* Given data:
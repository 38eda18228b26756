use std::collections::HashMap;

use async_trait::async_trait;

use super::*;

/// Serves rasters keyed by URL; every other source fails.
struct MapFetcher(HashMap<String, RasterImage>);

#[async_trait]
impl ImageFetcher for MapFetcher {
    async fn load(&self, source: &ImageSource) -> MapleResult<RasterImage> {
        match source {
            ImageSource::Url(u) => self
                .0
                .get(u)
                .cloned()
                .ok_or_else(|| MapleError::image_unavailable(u.clone())),
            _ => Err(MapleError::image_unavailable("unsupported")),
        }
    }
}

fn solid(w: u32, h: u32, rgb: [u8; 3]) -> RasterImage {
    RasterImage::filled(w, h, Color::from_rgb8(rgb[0], rgb[1], rgb[2])).unwrap()
}

fn compositor(images: &[(&str, RasterImage)]) -> Compositor {
    let map = images
        .iter()
        .map(|(k, v)| ((*k).to_owned(), v.clone()))
        .collect();
    Compositor::new(Arc::new(MapFetcher(map)), FontBook::empty())
}

fn appearance(url: &str, crop: CropArea) -> CharacterAppearance {
    let mut a = CharacterAppearance::new("t", ImageSource::Url(url.to_owned()));
    a.crop = crop;
    a.show_name = false;
    a
}

#[tokio::test]
async fn zero_scale_is_rejected() {
    let c = compositor(&[]);
    let a = appearance("a", CropArea::new(0, 0, 4, 4));
    assert!(matches!(
        c.render_single(&a, 0).await,
        Err(MapleError::Validation(_))
    ));
}

#[tokio::test]
async fn out_of_range_crop_is_clamped_not_rejected() {
    let c = compositor(&[("a", solid(10, 10, [9, 9, 9]))]);
    let a = appearance("a", CropArea::new(8, -3, 50, 4));
    let out = c.render_single(&a, 2).await.unwrap();
    // x clamps to 8 leaving width 2; y clamps to 0 keeping height 4.
    assert_eq!((out.width, out.height), (4, 8));
    assert_eq!(out.pixel(0, 0), [9, 9, 9, 255]);
}

#[tokio::test]
async fn failed_single_uses_crop_size_and_background() {
    let c = compositor(&[]);
    let mut a = appearance("missing", CropArea::new(0, 0, 10, 5));
    a.background = Color::from_rgb8(0, 0, 255);
    let out = c.render_single(&a, 3).await.unwrap();
    assert_eq!((out.width, out.height), (30, 15));
    assert_eq!(out.pixel(0, 0)[2], out.pixel(29, 14)[2]);
}

#[tokio::test]
async fn failed_single_clamps_oversized_crop_to_sprite() {
    let c = compositor(&[]);
    let a = appearance("missing", CropArea::new(0, 0, 5000, 5000));
    let out = c.render_single(&a, 4).await.unwrap();
    assert_eq!((out.width, out.height), (300 * 4, 400 * 4));

    let a = appearance("missing", CropArea::new(250, 390, 100, 100));
    let out = c.render_single(&a, 2).await.unwrap();
    assert_eq!((out.width, out.height), (100, 20));
}

#[tokio::test]
async fn single_name_lands_in_bottom_right_corner() {
    let Some(face) = crate::assets::font::system_monospace() else {
        return;
    };
    let gray = [128, 128, 128, 255];
    let map = [("a".to_owned(), solid(300, 400, [128, 128, 128]))].into_iter().collect();
    let c = Compositor::new(Arc::new(MapFetcher(map)), FontBook::with_display(face));
    let mut a = appearance("a", CropArea::new(0, 0, 60, 60));
    a.name = "Lumi".into();
    a.show_name = true;

    let out = c.render_single(&a, 4).await.unwrap();
    assert_eq!((out.width, out.height), (240, 240));
    let inked = |x0: u32, y0: u32| {
        (y0..y0 + 120).any(|y| (x0..x0 + 120).any(|x| out.pixel(x, y) != gray))
    };
    assert!(inked(120, 120));
    assert!(!inked(0, 0));
}

#[tokio::test]
async fn pair_anchors_layers_to_bottom_corners() {
    let c = compositor(&[
        ("l", solid(300, 400, [255, 0, 0])),
        ("r", solid(300, 400, [0, 255, 0])),
    ]);
    let left = CompositeLayer::left(appearance("l", CropArea::new(0, 0, 60, 60)));
    let right = CompositeLayer::right(appearance("r", CropArea::new(0, 0, 120, 60)));
    let out = c.render_pair(&left, &right, Color::WHITE).await.unwrap();
    assert_eq!((out.width, out.height), (PAIR_WIDTH, PAIR_HEIGHT));

    // Left: square 360x360 at bottom-left.
    assert_eq!(out.pixel(0, 399), [255, 0, 0, 255]);
    assert_eq!(out.pixel(0, 40), [255, 0, 0, 255]);
    assert_eq!(out.pixel(0, 39), [255, 255, 255, 255]);
    // Right: 2:1 crop -> 360x180 at bottom-right, drawn over the left overlap.
    assert_eq!(out.pixel(599, 399), [0, 255, 0, 255]);
    assert_eq!(out.pixel(240, 399), [0, 255, 0, 255]);
    assert_eq!(out.pixel(239, 399), [255, 0, 0, 255]);
    assert_eq!(out.pixel(599, 219), [255, 255, 255, 255]);
}

#[tokio::test]
async fn on_top_flag_controls_overlap() {
    let c = compositor(&[
        ("l", solid(300, 400, [255, 0, 0])),
        ("r", solid(300, 400, [0, 255, 0])),
    ]);
    let left = CompositeLayer::left(appearance("l", CropArea::new(0, 0, 60, 60))).on_top();
    let right = CompositeLayer::right(appearance("r", CropArea::new(0, 0, 60, 60)));
    let out = c.render_pair(&left, &right, Color::WHITE).await.unwrap();
    // Overlap is x in [240, 360).
    assert_eq!(out.pixel(300, 399), [255, 0, 0, 255]);

    let plain_left = CompositeLayer::left(left.appearance.clone());
    let out = c.render_pair(&plain_left, &right, Color::WHITE).await.unwrap();
    assert_eq!(out.pixel(300, 399), [0, 255, 0, 255]);
}

#[tokio::test]
async fn pair_side_failure_is_contained() {
    let c = compositor(&[("l", solid(300, 400, [255, 0, 0]))]);
    let left = CompositeLayer::left(appearance("l", CropArea::new(0, 0, 60, 60)));
    let right = CompositeLayer::right(appearance("gone", CropArea::new(0, 0, 60, 60)));
    let out = c.render_pair(&left, &right, Color::WHITE).await.unwrap();
    assert_eq!(out.pixel(10, 390), [255, 0, 0, 255]);
    // Placeholder tint marks the failed right square.
    assert_ne!(out.pixel(590, 390), [255, 255, 255, 255]);
    assert_ne!(out.pixel(590, 390), [255, 0, 0, 255]);
}

#[test]
fn grid_canvas_sizes_follow_arrangement() {
    let c = compositor(&[]);
    let tile = solid(600, 400, [1, 2, 3]);
    let tiles = [tile.clone(), tile.clone(), tile.clone(), tile];

    let column = GridSpec::default();
    let out = c.render_grid(&tiles, &column).unwrap();
    assert_eq!((out.width, out.height), (640, 4 * 400 + 3 * 15 + 300));
    assert_eq!(out.pixel(20, 150), [1, 2, 3, 255]);
    assert_eq!(out.pixel(20, 150 + 400), [255, 255, 255, 255]);
    assert_eq!(out.pixel(20, 150 + 415), [1, 2, 3, 255]);

    let grid = GridSpec {
        arrangement: GridArrangement::Grid2x2,
        top_margin: 10,
        bottom_margin: 30,
        ..GridSpec::default()
    };
    let out = c.render_grid(&tiles, &grid).unwrap();
    assert_eq!((out.width, out.height), (2 * 600 + 15 + 40, 2 * 400 + 15 + 40));
    assert_eq!(out.pixel(19, 10), [255, 255, 255, 255]);
    assert_eq!(out.pixel(20 + 615, 10 + 415), [1, 2, 3, 255]);
}

#[test]
fn oversized_grid_margins_are_rejected() {
    let c = compositor(&[]);
    let tile = solid(600, 400, [1, 2, 3]);
    let tiles = [tile.clone(), tile.clone(), tile.clone(), tile];
    let spec = GridSpec {
        top_margin: u32::MAX - 10,
        ..GridSpec::default()
    };
    assert!(matches!(
        c.render_grid(&tiles, &spec),
        Err(MapleError::Validation(_))
    ));

    // Each margin is in range but the canvas is not.
    let spec = GridSpec {
        top_margin: 16_000,
        bottom_margin: 16_000,
        ..GridSpec::default()
    };
    assert!(c.render_grid(&tiles, &spec).is_err());
}

/// Bounding columns of pixels in rows `y0..y1` for which `ink` holds.
fn ink_span(out: &RasterImage, y0: u32, y1: u32, ink: impl Fn([u8; 4]) -> bool) -> Option<(u32, u32)> {
    let cols: Vec<u32> = (0..out.width)
        .filter(|&x| (y0..y1).any(|y| ink(out.pixel(x, y))))
        .collect();
    Some((*cols.first()?, *cols.last()?))
}

#[test]
fn grid_captions_contrast_with_frame_and_sit_in_their_bands() {
    let Some(face) = crate::assets::font::system_monospace() else {
        return;
    };
    let c = Compositor::new(Arc::new(MapFetcher(HashMap::new())), FontBook::with_display(face));
    let tile = solid(600, 400, [128, 128, 128]);
    let tiles = [tile.clone(), tile.clone(), tile.clone(), tile];
    let light = |p: [u8; 4]| p[0] >= 200 && p[1] >= 200 && p[2] >= 200;
    let dark = |p: [u8; 4]| p[0] <= 55 && p[1] <= 55 && p[2] <= 55;

    let spec = GridSpec {
        frame_color: Color::BLACK,
        top_text: Some("TOP".into()),
        bottom_text: Some("END".into()),
        ..GridSpec::default()
    };
    let out = c.render_grid(&tiles, &spec).unwrap();
    let content_end = 150 + 4 * 400 + 3 * 15;
    let (l, r) = ink_span(&out, 0, 150, light).expect("top caption ink");
    let centre = f64::from(l + r) / 2.0;
    assert!((centre - f64::from(out.width) / 2.0).abs() < 30.0, "centre {centre}");
    assert!(ink_span(&out, content_end, out.height, light).is_some());

    let spec = GridSpec {
        frame_color: Color::WHITE,
        ..spec
    };
    let out = c.render_grid(&tiles, &spec).unwrap();
    assert!(ink_span(&out, 0, 150, dark).is_some());
    assert!(ink_span(&out, content_end, out.height, dark).is_some());
    // Tiles stay clear of caption ink.
    assert_eq!(out.pixel(320, 150), [128, 128, 128, 255]);
}

#[tokio::test]
async fn slots_degrade_per_slot() {
    let c = compositor(&[("a", solid(300, 400, [200, 0, 200]))]);
    let ok = appearance("a", CropArea::DEFAULT_FACE);
    let bad = appearance("b", CropArea::DEFAULT_FACE);
    let out = c
        .render_slots(&[ok.clone(), bad, ok], SlotLayout::Horizontal)
        .await
        .unwrap();
    assert_eq!((out.width, out.height), (900, 400));
    assert_eq!(out.pixel(5, 5), [200, 0, 200, 255]);
    assert_ne!(out.pixel(305, 5), [200, 0, 200, 255]);
    assert_eq!(out.pixel(605, 5), [200, 0, 200, 255]);

    let out = c
        .render_slots(&[appearance("a", CropArea::DEFAULT_FACE)], SlotLayout::Grid)
        .await
        .unwrap();
    assert_eq!((out.width, out.height), (600, 800));
    assert!(c.render_slots(&[], SlotLayout::Vertical).await.is_err());
}

#[tokio::test]
async fn analyze_surfaces_load_errors() {
    let c = compositor(&[]);
    let err = c
        .analyze(&appearance("nope", CropArea::DEFAULT_FACE))
        .await
        .unwrap_err();
    assert!(matches!(err, MapleError::ImageUnavailable(_)));
}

* Description of the task:
Please return each line of the listing above that contains "self".

* Solution to this task:
    async fn load(&self, source: &ImageSource) -> MapleResult<RasterImage> {
            ImageSource::Url(u) => self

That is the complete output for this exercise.